Why is the stock declining?

Bill Johnson 4 years ago Member's comment

Good question.

Will Master 4 years ago Member's comment

Must be related to geopolitical risk (e.g., trade war), governance risk, FX risk, lack of trust around accurate accounting and reporting? Hopefully the auditors can at least confirm the cash balances though, which seem to be growing even with significant investment.

Adam Reynolds 4 years ago Member's comment

$GHG has been up today. How do you feel about it now?

Will Master 4 years ago Member's comment

I think the multiple is far too low considering how much cash and growth they are generating. We'll see.

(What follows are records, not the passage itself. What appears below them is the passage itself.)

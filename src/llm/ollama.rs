//! Local Ollama backend

use async_trait::async_trait;
use reqwest::Client;
use serde_json::{Value, json};

use crate::llm::client::{LlmBackend, ProviderError, send_json};
use crate::llm::provider::BackendConfig;
use crate::llm::types::{CompletionRequest, CompletionResponse, ModelInfo, Usage};

pub const DEFAULT_BASE_URL: &str = "http://localhost:11434";

pub const DEFAULT_MODEL: &str = "codellama:latest";

/// Backend for a locally running Ollama server. Needs no API key.
pub struct OllamaBackend {
    client: Client,
    base_url: String,
    config: BackendConfig,
}

impl OllamaBackend {
    pub fn new(base_url: impl Into<String>, config: BackendConfig) -> Result<Self, ProviderError> {
        let client = Client::builder().timeout(config.timeout).build()?;
        Ok(Self {
            client,
            base_url: base_url.into().trim_end_matches('/').to_string(),
            config,
        })
    }

    fn build_request(&self, request: &CompletionRequest) -> Value {
        let mut messages = Vec::with_capacity(request.messages.len() + 1);
        if !request.system.is_empty() {
            messages.push(json!({ "role": "system", "content": request.system }));
        }
        messages.extend(
            request
                .messages
                .iter()
                .map(|m| json!({ "role": m.role.as_str(), "content": m.content })),
        );

        json!({
            "model": self.config.model,
            "messages": messages,
            "stream": false,
            "options": { "temperature": request.temperature.unwrap_or(self.config.temperature) }
        })
    }

    fn parse_response(&self, body: Value) -> Result<CompletionResponse, ProviderError> {
        let content = body["message"]["content"]
            .as_str()
            .ok_or_else(|| ProviderError::MalformedResponse("missing message.content".to_string()))?
            .to_string();

        let usage = Usage::new(
            body["prompt_eval_count"].as_u64().unwrap_or(0),
            body["eval_count"].as_u64().unwrap_or(0),
        );

        Ok(CompletionResponse { content, usage })
    }

    fn parse_tags(body: &Value) -> Vec<ModelInfo> {
        body["models"]
            .as_array()
            .map(|models| {
                models
                    .iter()
                    .map(|m| {
                        let name = m["name"].as_str().unwrap_or("unknown");
                        let size = match m["size"].as_u64() {
                            Some(bytes) if bytes > 0 => format!("{:.1}GB", bytes as f64 / 1e9),
                            _ => "?".to_string(),
                        };
                        ModelInfo::new(name, "varies", "Local", format!("Local model ({})", size))
                    })
                    .collect()
            })
            .unwrap_or_default()
    }
}

#[async_trait]
impl LlmBackend for OllamaBackend {
    fn name(&self) -> &str {
        "ollama"
    }

    fn model(&self) -> &str {
        &self.config.model
    }

    async fn complete(&self, request: CompletionRequest) -> Result<CompletionResponse, ProviderError> {
        let body = self.build_request(&request);
        let builder = self
            .client
            .post(format!("{}/api/chat", self.base_url))
            .json(&body);
        let response = send_json(self.name(), builder).await?;
        self.parse_response(response)
    }

    /// Installed models, or the recommended list when the server is down or empty
    async fn list_models(&self) -> Result<Vec<ModelInfo>, ProviderError> {
        let builder = self.client.get(format!("{}/api/tags", self.base_url));
        match send_json(self.name(), builder).await {
            Ok(body) => {
                let models = Self::parse_tags(&body);
                Ok(if models.is_empty() { recommended() } else { models })
            }
            Err(ProviderError::Unreachable { .. }) => {
                log::warn!("Ollama not reachable at {}, showing recommended models", self.base_url);
                Ok(recommended())
            }
            Err(e) => Err(e),
        }
    }
}

impl std::fmt::Debug for OllamaBackend {
    fn fmt(&self, f: &mut std::fmt::Formatter<'_>) -> std::fmt::Result {
        f.debug_struct("OllamaBackend")
            .field("base_url", &self.base_url)
            .field("model", &self.config.model)
            .finish()
    }
}

/// Models worth pulling for Manim code generation
pub fn recommended() -> Vec<ModelInfo> {
    vec![
        ModelInfo::new(
            "codellama:latest",
            "16k tokens",
            "Fast",
            "Code-specialized Llama model, great for Manim code generation",
        ),
        ModelInfo::new("llama3:latest", "8k tokens", "Fast", "General-purpose Llama 3"),
        ModelInfo::new(
            "mistral:latest",
            "32k tokens",
            "Fast",
            "Mistral 7B, fast and capable for code tasks",
        ),
        ModelInfo::new(
            "deepseek-coder:latest",
            "16k tokens",
            "Fast",
            "Excellent for Python code generation",
        ),
    ]
}

#[cfg(test)]
mod tests {
    use super::*;

    fn backend() -> OllamaBackend {
        OllamaBackend::new("http://localhost:11434/", BackendConfig::with_model(DEFAULT_MODEL)).unwrap()
    }

    #[test]
    fn test_base_url_trailing_slash_trimmed() {
        assert_eq!(backend().base_url, "http://localhost:11434");
    }

    #[test]
    fn test_build_request_disables_streaming() {
        let request = CompletionRequest::new("sys").with_user_message("circle");
        let body = backend().build_request(&request);
        assert_eq!(body["stream"], false);
        assert_eq!(body["messages"][0]["role"], "system");
        assert_eq!(body["model"], DEFAULT_MODEL);
    }

    #[test]
    fn test_parse_response() {
        let response = backend()
            .parse_response(json!({
                "message": { "role": "assistant", "content": "code" },
                "prompt_eval_count": 12,
                "eval_count": 8
            }))
            .unwrap();
        assert_eq!(response.content, "code");
        assert_eq!(response.usage.total(), 20);
    }

    #[test]
    fn test_parse_tags() {
        let models = OllamaBackend::parse_tags(&json!({
            "models": [
                { "name": "llama3:latest", "size": 4_700_000_000u64 },
                { "name": "tiny" }
            ]
        }));
        assert_eq!(models.len(), 2);
        assert_eq!(models[0].description, "Local model (4.7GB)");
        assert_eq!(models[1].description, "Local model (?)");
    }

    #[test]
    fn test_parse_tags_empty() {
        assert!(OllamaBackend::parse_tags(&json!({})).is_empty());
    }
}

Christian Stoyanov 4 years ago Contributor's comment

I would be careful with the trade war. You have to be patient with this one.

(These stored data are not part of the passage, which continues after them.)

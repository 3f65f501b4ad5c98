//! Session state - context carried across the turns of one create or chat
//!
//! A session keeps only successful turns. The version counter starts at 1,
//! names the next artifact, and moves forward by exactly one per success.

pub mod naming;

use std::path::{Path, PathBuf};

use chrono::{DateTime, Utc};
use serde::{Deserialize, Serialize};

use crate::generator::{CandidateArtifact, Prompt};

/// One successful turn
#[derive(Debug, Clone, Serialize, Deserialize)]
pub struct HistoryEntry {
    pub prompt: Prompt,
    pub artifact: CandidateArtifact,
    pub version: u32,
    pub video_path: PathBuf,
    pub recorded_at: DateTime<Utc>,
}

#[derive(Debug, Clone, Serialize, Deserialize)]
pub struct SessionState {
    history: Vec<HistoryEntry>,
    version: u32,
    slug: Option<String>,
    started_at: DateTime<Utc>,
}

impl Default for SessionState {
    fn default() -> Self {
        Self::begin()
    }
}

impl SessionState {
    /// Fresh session at version 1 with no history
    pub fn begin() -> Self {
        Self {
            history: Vec::new(),
            version: 1,
            slug: None,
            started_at: Utc::now(),
        }
    }

    /// Version the next successful artifact receives
    pub fn current_version(&self) -> u32 {
        self.version
    }

    pub fn history(&self) -> &[HistoryEntry] {
        &self.history
    }

    pub fn is_empty(&self) -> bool {
        self.history.is_empty()
    }

    pub fn started_at(&self) -> DateTime<Utc> {
        self.started_at
    }

    /// Code of the latest successful turn, the base for follow-ups
    pub fn last_code(&self) -> Option<&str> {
        self.history.last().map(|e| e.artifact.code.as_str())
    }

    pub fn videos(&self) -> impl Iterator<Item = &Path> {
        self.history.iter().map(|e| e.video_path.as_path())
    }

    pub fn slug(&self) -> Option<&str> {
        self.slug.as_deref()
    }

    /// The session's file slug, derived from the first description it sees
    pub fn slug_for(&mut self, description: &str) -> &str {
        self.slug
            .get_or_insert_with(|| naming::slug_from_description(description))
            .as_str()
    }

    /// Append a successful turn and advance the version. Returns the version
    /// the artifact was recorded under.
    pub fn record_success(&mut self, prompt: Prompt, artifact: CandidateArtifact, video_path: PathBuf) -> u32 {
        let version = self.version;
        self.history.push(HistoryEntry {
            prompt,
            artifact,
            version,
            video_path,
            recorded_at: Utc::now(),
        });
        self.version += 1;
        tracing::debug!(version, next = self.version, "session recorded success");
        version
    }
}
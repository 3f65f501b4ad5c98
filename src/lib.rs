//! Manimator - natural language to Manim animations
//!
//! An LLM writes Manim scene code, the Manim CLI renders it, and failed
//! renders are classified and fed back for another attempt until a video
//! comes out or the attempt budget is spent.

pub mod classify;
pub mod config;
pub mod error;
pub mod generator;
pub mod llm;
pub mod preview;
pub mod prompt;
pub mod render;
pub mod repair;
pub mod session;

pub use error::{ManimatorError, Result};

Will Master 4 years ago Member's comment

This is a domestic player within China, not a global player. They're less exposed to cross-border risk compared to say semi-conductors, or many large global players. Who knows how the cards shake out, and if anything I feel like it is a good hedge against a larger global or US centric portfolio. They're may be some currency risk on the exchange rate, or risk if the gov't decides to somehow impact corp governance, but I feel there is plenty of upside as well. I also think Trump is too focused on the economy (seems to be his #1 priority) to push the trade war too far - he is just negotiating.

Christian Stoyanov 4 years ago Contributor's comment

I do aggree tat does make sense, but 2 things. First they are opening hotels in the US and are also looking into other options. Second altough this makes full sense the market loves to overreact, just look at cannabis stocks

Susan Miller 4 years ago Member's comment

@[Will Master](user:103240), very thoughtfull response.

Adam Reynolds 4 years ago Member's comment

Agreed. Lot's of uncertainty.

Alpha Stockman 4 years ago Member's comment

An impressive thorough analysis as usual. $GHG.

Adam Reynolds 4 years ago Member's comment

Yes but not great timing as $GHG is down at the moment.

Beating Buffett 4 years ago Member's comment

Great to see such a thorough analysis of $GHG. Not sure why more people aren't covering this stock.

Wannabe Warren 4 years ago Member's comment

Lol, I was just about to say the same thing. Great minds think alike.